→ **Work to complete**
Go through the listing below and state how many of its lines include "Please". Write only that number.

○ ○ ○ ○

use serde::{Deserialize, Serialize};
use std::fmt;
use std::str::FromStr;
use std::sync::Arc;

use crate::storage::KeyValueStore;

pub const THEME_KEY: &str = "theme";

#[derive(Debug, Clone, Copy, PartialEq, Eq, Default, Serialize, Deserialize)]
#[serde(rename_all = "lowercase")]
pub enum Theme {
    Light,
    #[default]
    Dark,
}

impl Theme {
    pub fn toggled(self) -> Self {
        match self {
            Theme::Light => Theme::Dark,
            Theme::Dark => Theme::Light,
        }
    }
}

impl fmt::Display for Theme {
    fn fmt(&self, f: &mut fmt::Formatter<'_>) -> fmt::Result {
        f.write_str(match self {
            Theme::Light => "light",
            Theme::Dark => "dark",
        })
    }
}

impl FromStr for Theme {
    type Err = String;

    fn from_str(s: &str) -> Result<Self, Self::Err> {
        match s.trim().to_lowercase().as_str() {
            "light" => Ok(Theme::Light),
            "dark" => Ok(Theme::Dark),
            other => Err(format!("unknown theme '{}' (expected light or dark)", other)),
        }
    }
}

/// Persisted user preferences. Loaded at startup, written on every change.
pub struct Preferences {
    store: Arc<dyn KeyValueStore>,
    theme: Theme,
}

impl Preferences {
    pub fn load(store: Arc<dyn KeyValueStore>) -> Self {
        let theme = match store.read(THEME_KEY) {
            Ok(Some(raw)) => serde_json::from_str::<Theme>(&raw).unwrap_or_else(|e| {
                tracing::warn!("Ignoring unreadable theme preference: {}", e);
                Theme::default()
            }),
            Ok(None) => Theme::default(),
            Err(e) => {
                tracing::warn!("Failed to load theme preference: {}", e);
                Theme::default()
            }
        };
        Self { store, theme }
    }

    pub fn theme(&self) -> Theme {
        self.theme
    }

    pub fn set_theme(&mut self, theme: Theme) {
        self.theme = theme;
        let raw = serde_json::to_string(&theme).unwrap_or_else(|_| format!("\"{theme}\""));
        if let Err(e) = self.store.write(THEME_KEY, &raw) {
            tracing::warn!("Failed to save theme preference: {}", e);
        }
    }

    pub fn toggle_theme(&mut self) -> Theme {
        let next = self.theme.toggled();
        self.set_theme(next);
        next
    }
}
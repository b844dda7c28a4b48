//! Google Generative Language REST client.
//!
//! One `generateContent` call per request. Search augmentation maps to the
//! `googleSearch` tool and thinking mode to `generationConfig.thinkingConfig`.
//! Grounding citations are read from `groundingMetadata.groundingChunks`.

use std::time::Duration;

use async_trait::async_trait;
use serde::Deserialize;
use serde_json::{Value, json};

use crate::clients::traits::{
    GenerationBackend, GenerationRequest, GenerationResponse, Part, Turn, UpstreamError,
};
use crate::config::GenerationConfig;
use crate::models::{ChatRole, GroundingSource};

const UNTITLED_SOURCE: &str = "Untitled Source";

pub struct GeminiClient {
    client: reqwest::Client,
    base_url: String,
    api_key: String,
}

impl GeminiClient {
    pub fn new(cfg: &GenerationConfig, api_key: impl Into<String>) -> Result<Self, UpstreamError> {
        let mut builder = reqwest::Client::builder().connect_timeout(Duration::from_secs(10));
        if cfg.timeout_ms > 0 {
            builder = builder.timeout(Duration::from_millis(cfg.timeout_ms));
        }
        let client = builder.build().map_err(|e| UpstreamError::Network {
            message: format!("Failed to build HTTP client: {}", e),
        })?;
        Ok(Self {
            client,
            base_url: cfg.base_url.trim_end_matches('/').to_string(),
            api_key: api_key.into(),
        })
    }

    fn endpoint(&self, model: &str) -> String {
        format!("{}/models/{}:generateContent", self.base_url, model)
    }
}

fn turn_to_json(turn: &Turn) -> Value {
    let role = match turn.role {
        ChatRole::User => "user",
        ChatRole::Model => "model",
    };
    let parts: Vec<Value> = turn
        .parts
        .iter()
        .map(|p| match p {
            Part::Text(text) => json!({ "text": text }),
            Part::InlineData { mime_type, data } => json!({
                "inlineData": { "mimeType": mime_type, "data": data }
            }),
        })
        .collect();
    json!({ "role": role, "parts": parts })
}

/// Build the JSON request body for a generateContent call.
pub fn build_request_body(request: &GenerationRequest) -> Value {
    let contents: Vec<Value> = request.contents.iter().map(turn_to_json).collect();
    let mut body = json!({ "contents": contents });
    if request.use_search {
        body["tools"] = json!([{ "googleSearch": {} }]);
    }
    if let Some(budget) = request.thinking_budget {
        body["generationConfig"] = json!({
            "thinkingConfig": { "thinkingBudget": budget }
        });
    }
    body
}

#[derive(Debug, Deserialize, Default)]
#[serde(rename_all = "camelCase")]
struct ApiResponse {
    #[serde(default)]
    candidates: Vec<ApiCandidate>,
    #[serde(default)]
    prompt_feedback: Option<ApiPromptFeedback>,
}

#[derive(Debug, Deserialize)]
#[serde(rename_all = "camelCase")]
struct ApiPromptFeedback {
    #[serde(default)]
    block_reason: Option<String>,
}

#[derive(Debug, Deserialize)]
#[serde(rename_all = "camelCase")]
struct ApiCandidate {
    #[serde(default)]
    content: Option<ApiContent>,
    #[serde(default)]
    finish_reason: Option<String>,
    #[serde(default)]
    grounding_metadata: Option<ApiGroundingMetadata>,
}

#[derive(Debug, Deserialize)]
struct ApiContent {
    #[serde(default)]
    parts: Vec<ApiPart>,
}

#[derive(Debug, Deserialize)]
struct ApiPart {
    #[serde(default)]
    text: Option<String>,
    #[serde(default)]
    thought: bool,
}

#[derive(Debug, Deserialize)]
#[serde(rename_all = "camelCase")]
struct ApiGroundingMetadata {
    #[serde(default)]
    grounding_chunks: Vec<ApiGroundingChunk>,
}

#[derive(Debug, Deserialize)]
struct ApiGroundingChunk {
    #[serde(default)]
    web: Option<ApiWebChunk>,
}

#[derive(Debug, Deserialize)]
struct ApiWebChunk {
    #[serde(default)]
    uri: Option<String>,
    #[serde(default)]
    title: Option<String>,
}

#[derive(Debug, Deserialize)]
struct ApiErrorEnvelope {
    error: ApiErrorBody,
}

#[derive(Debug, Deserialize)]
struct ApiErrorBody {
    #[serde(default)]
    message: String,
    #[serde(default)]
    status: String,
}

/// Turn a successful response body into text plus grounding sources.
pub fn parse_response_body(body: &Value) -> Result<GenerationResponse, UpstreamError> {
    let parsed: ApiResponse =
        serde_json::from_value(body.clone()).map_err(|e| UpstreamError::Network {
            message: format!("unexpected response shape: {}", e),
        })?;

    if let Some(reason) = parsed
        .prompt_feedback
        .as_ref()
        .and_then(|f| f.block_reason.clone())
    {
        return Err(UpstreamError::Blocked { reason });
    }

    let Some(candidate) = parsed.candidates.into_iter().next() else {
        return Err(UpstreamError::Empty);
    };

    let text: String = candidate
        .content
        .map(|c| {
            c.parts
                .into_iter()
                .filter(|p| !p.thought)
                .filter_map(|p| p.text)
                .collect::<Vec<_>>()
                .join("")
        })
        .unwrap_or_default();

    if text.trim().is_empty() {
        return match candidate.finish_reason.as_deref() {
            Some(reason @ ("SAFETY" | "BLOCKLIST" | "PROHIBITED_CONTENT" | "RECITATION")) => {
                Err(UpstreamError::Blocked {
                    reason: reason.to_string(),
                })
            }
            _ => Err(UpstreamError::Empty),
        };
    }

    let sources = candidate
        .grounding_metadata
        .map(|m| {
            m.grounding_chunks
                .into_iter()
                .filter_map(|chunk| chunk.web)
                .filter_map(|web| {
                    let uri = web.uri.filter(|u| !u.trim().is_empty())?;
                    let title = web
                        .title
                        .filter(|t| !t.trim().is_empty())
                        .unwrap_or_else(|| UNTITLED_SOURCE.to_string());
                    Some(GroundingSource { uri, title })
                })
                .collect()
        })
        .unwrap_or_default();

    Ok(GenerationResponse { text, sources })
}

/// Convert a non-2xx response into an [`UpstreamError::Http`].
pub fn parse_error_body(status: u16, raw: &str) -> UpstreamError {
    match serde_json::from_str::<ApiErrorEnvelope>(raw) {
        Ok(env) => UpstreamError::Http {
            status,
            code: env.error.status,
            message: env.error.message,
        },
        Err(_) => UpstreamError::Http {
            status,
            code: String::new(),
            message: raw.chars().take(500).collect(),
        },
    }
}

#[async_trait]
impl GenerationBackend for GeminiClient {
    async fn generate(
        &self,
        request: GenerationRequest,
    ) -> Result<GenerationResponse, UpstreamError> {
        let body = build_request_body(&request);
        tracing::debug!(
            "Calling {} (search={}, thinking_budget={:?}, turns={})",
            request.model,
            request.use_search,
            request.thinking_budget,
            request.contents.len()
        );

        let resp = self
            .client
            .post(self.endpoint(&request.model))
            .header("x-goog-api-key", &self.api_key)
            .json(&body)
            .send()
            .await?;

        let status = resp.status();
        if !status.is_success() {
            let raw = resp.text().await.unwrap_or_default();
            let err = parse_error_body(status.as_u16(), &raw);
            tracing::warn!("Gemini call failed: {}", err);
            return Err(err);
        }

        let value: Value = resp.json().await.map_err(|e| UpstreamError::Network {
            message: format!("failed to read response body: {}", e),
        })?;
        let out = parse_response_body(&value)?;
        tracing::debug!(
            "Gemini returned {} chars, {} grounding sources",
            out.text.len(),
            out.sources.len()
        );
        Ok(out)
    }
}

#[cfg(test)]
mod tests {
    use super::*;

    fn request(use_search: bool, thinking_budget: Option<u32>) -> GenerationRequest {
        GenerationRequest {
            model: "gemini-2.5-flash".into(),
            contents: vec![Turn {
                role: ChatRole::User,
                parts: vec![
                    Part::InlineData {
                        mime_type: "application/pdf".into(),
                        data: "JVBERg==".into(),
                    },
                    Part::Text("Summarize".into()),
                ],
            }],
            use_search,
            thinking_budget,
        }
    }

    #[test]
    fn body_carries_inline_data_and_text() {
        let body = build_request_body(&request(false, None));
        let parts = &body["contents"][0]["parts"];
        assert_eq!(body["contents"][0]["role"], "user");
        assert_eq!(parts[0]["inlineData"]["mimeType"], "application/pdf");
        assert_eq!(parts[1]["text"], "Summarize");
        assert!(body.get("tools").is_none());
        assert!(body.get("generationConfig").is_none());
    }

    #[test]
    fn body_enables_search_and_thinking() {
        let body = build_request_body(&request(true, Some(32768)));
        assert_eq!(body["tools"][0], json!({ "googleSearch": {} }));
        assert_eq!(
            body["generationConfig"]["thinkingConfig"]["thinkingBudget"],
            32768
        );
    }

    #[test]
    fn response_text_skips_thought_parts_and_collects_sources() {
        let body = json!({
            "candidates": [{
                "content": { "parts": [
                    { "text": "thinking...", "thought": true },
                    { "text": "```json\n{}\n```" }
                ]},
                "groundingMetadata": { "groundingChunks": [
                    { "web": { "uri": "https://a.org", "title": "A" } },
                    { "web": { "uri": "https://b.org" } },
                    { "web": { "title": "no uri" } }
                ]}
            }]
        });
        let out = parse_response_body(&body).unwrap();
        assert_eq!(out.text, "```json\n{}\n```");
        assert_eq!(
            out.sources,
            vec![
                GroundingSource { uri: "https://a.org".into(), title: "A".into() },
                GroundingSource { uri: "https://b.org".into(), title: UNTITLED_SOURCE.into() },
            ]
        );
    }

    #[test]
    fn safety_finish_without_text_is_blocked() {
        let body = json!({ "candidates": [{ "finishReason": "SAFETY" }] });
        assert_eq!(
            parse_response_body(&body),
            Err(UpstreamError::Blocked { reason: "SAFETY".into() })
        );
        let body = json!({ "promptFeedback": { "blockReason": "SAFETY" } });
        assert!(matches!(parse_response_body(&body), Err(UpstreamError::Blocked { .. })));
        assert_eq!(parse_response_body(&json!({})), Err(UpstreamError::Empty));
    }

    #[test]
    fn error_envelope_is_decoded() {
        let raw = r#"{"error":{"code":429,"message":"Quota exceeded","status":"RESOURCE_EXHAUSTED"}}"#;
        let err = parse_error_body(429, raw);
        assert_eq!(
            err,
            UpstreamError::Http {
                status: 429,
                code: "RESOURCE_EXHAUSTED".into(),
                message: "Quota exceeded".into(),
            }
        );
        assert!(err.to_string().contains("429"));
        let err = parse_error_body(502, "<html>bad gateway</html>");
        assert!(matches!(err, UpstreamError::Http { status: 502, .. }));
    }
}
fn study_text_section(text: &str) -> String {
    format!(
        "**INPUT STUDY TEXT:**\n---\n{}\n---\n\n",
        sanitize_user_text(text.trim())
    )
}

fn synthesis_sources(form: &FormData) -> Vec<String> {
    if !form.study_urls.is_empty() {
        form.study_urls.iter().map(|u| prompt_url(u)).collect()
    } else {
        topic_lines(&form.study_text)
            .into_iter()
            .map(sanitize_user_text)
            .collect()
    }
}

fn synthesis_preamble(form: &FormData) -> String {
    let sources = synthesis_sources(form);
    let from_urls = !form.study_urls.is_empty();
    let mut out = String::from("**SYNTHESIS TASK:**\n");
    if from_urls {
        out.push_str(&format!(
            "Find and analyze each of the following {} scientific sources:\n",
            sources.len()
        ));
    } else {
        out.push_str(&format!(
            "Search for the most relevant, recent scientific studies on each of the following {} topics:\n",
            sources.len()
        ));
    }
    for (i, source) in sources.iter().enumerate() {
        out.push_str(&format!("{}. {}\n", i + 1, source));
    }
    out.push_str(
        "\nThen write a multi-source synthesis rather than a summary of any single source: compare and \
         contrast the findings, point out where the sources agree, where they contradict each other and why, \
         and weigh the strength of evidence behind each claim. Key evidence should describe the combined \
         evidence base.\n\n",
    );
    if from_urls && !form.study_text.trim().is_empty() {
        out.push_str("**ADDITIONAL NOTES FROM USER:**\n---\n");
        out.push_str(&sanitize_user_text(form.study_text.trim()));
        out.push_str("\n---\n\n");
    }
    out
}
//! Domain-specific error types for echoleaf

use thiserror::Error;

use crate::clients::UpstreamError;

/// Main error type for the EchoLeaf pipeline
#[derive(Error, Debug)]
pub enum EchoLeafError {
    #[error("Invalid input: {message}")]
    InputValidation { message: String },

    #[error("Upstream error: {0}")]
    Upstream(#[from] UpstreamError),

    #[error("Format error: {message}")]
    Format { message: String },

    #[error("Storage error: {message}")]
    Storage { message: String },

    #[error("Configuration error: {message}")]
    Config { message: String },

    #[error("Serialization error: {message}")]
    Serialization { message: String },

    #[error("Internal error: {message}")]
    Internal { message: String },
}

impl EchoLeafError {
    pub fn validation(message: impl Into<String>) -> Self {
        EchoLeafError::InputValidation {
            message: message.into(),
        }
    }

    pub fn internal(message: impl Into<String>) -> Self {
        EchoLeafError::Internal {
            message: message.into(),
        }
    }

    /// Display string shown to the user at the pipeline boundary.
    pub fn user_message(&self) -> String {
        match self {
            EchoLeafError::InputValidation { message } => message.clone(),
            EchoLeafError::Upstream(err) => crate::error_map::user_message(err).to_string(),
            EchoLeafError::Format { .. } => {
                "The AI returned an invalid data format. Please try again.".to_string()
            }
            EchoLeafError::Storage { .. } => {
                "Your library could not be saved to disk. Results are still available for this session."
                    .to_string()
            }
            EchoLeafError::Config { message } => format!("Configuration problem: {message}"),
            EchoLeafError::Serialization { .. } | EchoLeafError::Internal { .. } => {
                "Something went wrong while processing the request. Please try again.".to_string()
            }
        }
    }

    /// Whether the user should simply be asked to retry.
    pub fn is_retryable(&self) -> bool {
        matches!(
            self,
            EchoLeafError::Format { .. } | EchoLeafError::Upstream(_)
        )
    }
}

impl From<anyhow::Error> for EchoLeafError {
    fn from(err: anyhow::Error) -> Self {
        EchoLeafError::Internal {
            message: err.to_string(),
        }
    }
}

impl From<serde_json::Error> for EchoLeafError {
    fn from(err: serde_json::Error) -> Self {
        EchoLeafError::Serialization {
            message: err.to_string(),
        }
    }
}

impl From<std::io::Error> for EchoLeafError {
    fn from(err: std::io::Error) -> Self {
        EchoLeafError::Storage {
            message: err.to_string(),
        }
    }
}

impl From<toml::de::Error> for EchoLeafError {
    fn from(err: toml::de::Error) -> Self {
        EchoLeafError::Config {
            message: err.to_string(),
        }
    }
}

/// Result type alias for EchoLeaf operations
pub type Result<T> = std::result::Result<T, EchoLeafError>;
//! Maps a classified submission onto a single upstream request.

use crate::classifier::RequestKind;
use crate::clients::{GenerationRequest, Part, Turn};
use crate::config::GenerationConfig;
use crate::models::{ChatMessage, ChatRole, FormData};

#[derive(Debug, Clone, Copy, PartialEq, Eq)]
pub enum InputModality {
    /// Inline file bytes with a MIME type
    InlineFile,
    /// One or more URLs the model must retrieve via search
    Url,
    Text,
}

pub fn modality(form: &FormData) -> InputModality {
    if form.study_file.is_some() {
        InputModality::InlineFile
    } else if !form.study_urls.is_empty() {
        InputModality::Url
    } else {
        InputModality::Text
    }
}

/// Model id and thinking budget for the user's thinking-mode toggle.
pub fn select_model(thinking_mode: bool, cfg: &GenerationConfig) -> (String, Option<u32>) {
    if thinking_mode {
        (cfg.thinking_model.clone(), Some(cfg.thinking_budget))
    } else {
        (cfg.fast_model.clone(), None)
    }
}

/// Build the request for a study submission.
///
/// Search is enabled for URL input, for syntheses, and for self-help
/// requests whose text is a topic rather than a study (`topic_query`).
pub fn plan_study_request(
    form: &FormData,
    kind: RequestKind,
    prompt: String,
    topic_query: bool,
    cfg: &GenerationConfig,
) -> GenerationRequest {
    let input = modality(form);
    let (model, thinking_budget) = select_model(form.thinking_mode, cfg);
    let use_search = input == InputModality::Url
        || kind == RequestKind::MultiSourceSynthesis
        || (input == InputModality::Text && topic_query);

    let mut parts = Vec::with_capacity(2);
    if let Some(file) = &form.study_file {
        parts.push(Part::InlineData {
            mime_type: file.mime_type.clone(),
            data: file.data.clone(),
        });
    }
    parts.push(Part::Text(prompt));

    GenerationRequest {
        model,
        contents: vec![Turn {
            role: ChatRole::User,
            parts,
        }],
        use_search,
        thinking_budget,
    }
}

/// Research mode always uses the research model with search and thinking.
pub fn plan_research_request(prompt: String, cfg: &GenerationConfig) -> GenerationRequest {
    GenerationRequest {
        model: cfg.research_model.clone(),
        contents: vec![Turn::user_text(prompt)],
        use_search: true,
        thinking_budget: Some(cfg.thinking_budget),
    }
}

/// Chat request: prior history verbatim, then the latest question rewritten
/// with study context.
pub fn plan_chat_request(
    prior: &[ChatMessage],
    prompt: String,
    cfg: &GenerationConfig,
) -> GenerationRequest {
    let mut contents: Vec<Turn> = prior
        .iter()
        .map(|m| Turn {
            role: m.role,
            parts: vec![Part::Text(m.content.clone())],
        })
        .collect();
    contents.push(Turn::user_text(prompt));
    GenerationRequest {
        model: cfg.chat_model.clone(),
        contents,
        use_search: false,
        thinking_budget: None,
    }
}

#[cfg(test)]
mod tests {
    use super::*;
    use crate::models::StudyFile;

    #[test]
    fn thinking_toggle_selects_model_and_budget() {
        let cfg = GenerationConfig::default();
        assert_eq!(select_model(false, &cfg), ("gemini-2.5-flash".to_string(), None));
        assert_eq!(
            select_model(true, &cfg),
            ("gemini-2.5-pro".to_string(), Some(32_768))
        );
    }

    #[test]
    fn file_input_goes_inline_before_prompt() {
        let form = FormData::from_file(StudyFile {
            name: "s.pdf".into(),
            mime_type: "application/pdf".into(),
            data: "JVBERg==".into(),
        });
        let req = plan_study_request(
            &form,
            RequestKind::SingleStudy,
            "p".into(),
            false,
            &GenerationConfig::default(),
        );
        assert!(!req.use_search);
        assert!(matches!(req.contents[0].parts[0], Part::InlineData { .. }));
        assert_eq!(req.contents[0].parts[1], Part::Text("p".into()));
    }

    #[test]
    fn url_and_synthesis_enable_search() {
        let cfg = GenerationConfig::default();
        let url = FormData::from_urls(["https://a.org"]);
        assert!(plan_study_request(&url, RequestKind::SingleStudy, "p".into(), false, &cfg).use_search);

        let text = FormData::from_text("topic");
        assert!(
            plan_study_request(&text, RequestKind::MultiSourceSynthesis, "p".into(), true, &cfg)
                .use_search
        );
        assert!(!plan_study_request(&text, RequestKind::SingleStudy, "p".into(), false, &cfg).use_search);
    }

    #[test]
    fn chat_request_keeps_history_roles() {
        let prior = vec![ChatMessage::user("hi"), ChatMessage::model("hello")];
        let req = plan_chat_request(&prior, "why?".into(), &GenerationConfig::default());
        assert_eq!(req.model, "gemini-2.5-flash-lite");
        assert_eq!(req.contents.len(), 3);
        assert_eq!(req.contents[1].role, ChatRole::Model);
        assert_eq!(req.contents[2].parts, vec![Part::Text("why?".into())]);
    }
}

○ ○ ○ ○

→ **Task solution**
2